Thursday, July 15, 2010

hey soul sister

Try to ignore this video (it will make you itchy) and just listen to this very popular song.



0:01 enter ukelele and voice. "Hey hey" section is howlable. The song is produced cleanly: all the instrumentation is distinct, and the words are well-enunciated.

0:13 enter words and drums. Catchiness of music must overcome cringeworthy lyrics.
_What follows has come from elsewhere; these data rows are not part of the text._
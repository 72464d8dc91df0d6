//! Durable visitor identity, namespaced per site.

use std::collections::HashMap;
use std::fs;
use std::path::{Path, PathBuf};
use std::sync::{Arc, Mutex};

use chrono::Utc;
use tracing::{info, warn};

use innchat_core::{ConversationId, SessionId, SiteKey};

use crate::error::StorageError;

const SESSION_ENTRY: &str = "session_id";
const CONVERSATION_ENTRY: &str = "conversation_id";

/// Durable string key/value storage.
pub trait Storage: Send {
    /// Read an entry.
    fn get(&self, key: &str) -> Result<Option<String>, StorageError>;

    /// Write an entry.
    fn set(&mut self, key: &str, value: &str) -> Result<(), StorageError>;
}

/// In-memory storage. Clones share the same entries.
#[derive(Debug, Clone, Default)]
pub struct MemoryStorage {
    entries: Arc<Mutex<HashMap<String, String>>>,
}

impl MemoryStorage {
    /// Create an empty store.
    pub fn new() -> Self {
        Self::default()
    }
}

impl Storage for MemoryStorage {
    fn get(&self, key: &str) -> Result<Option<String>, StorageError> {
        let entries = self
            .entries
            .lock()
            .map_err(|_| StorageError::Unavailable("memory store poisoned".to_string()))?;
        Ok(entries.get(key).cloned())
    }

    fn set(&mut self, key: &str, value: &str) -> Result<(), StorageError> {
        let mut entries = self
            .entries
            .lock()
            .map_err(|_| StorageError::Unavailable("memory store poisoned".to_string()))?;
        entries.insert(key.to_string(), value.to_string());
        Ok(())
    }
}

/// JSON file holding a flat string map.
#[derive(Debug, Clone)]
pub struct FileStorage {
    path: PathBuf,
}

impl FileStorage {
    /// Use the file at `path`; it is created on first write.
    pub fn new(path: impl Into<PathBuf>) -> Self {
        Self { path: path.into() }
    }

    /// Path of the backing file.
    pub fn path(&self) -> &Path {
        &self.path
    }

    fn load(&self) -> Result<HashMap<String, String>, StorageError> {
        match fs::read_to_string(&self.path) {
            Ok(raw) if raw.trim().is_empty() => Ok(HashMap::new()),
            Ok(raw) => Ok(serde_json::from_str(&raw)?),
            Err(e) if e.kind() == std::io::ErrorKind::NotFound => Ok(HashMap::new()),
            Err(e) => Err(e.into()),
        }
    }
}

impl Storage for FileStorage {
    fn get(&self, key: &str) -> Result<Option<String>, StorageError> {
        Ok(self.load()?.remove(key))
    }

    fn set(&mut self, key: &str, value: &str) -> Result<(), StorageError> {
        let mut entries = self.load()?;
        entries.insert(key.to_string(), value.to_string());
        if let Some(parent) = self.path.parent() {
            fs::create_dir_all(parent)?;
        }
        fs::write(&self.path, serde_json::to_string_pretty(&entries)?)?;
        Ok(())
    }
}

/// Session and conversation identifiers for each site.
///
/// When the backing storage fails, identifiers live in memory for the rest
/// of the process instead; callers never see the failure.
pub struct IdentityStore {
    storage: Box<dyn Storage>,
    ephemeral: HashMap<String, String>,
}

impl IdentityStore {
    /// Create a store over `storage`.
    pub fn new(storage: Box<dyn Storage>) -> Self {
        Self {
            storage,
            ephemeral: HashMap::new(),
        }
    }

    /// Return the site's session id, creating and persisting it on first use.
    pub fn get_or_create_session(&mut self, site: &SiteKey) -> SessionId {
        let key = site.scoped(SESSION_ENTRY);
        if let Some(existing) = self.read(&key) {
            return SessionId::new(existing);
        }

        let session_id = SessionId::generate(Utc::now().timestamp_millis());
        info!(site = %site, session_id = %session_id, "Created visitor session");
        self.write(&key, session_id.as_str());
        session_id
    }

    /// Return the site's conversation id, if one was assigned.
    pub fn get_conversation(&self, site: &SiteKey) -> Option<ConversationId> {
        self.read(&site.scoped(CONVERSATION_ENTRY))
            .map(ConversationId::new)
    }

    /// Persist the site's conversation id.
    pub fn set_conversation(&mut self, site: &SiteKey, id: &ConversationId) {
        self.write(&site.scoped(CONVERSATION_ENTRY), id.as_str());
    }

    fn read(&self, key: &str) -> Option<String> {
        if let Some(value) = self.ephemeral.get(key) {
            return Some(value.clone());
        }
        match self.storage.get(key) {
            Ok(value) => value.filter(|v| !v.is_empty()),
            Err(e) => {
                warn!(key = %key, error = %e, "Identity storage unreadable, using memory");
                None
            }
        }
    }

    fn write(&mut self, key: &str, value: &str) {
        if let Err(e) = self.storage.set(key, value) {
            warn!(key = %key, error = %e, "Identity storage unwritable, using memory");
            self.ephemeral.insert(key.to_string(), value.to_string());
        }
    }
}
Bad visuals, meaning sacrificed to rhythm: "Your lipstick stains on the front lobe of my left side brains" and "my heart is bound to beat right out my untrimmed chest." Inconsistent metaphors, meaning sacrificed to rhyme: "Like a virgin you're Madonna, and I'm always gonna wanna blow your mind." The singer's voice is strong but colorless, most interesting when straining at its highest register, like Sting, but also good for a lilting head voice, as sung on the "I" in "I don't want to miss a single thing you do." Drums make the song. Is this in 2/2? The beat is samba-esque, with a kick drum on the downbeats (and a little sixteenth note before the second beat that makes all the difference), and a sort of unraveling, slightly decrescendoing snare that leaves the second half of the measure hot, empty space. The measures feel unfinished. It gives the song a humping-along momentum.

0:33 enter piano chords.

0:52 first chorus. Enter tambourine and shakers. Slight sound separation here. Most of the music is centered, except the bass (at 2:02) leans a little to the left and the hand percussion is pretty wide on the right.

1:12 instruments drop out when singer hits vocal crux of song, the word "tonight." Then instruments reenter, plus organ holding chords behind everything else. Brush hits on the snare on the back beat, coupled with ukelele strikes, also off beat, give the song its catchy Club Med country/reggae feeling here. Sounds like Jason Mraz.

2:02 enter electric instruments. An unnotable bass line gives the song a little flesh on the low end; clean quiet Telecaster chords are similarly unobtrusive, but the addition of these instruments counteracts the repetition of the verse melody. The rhythm and the singer's vocals are mixed so loud that the changes in instrumentation feel subtle in comparison.

2:21 bridge section. Only melody and chords change but rhythm and instrumentation are the same. "The way you can't cut a rug" is a nice resuscitation of a dead idiom, unfortunately nullified instantly by Sting saying, "You're so gangster, I'm so thug."

2:42 great transition here where all the noise drops out except vocals, ukelele, organ, and snare.

2:50 ramping back up with the instruments.

3:01 nice drum fill into a shuffle beat, which gives the effect of slowing the music down even though the tempo hasn't changed. Handclaps on the up beat at 3:11 return the rhythm to its rollicking Christian rock sound.

I find this song very attractive, even though like many pop songs the vocals are mixed so loudly that I am embarrassed by the music's earnestness. This production toes the line between sincerity and sentimentality. Who gives a shit? The music really works.

I may have spent too much time thinking about this song.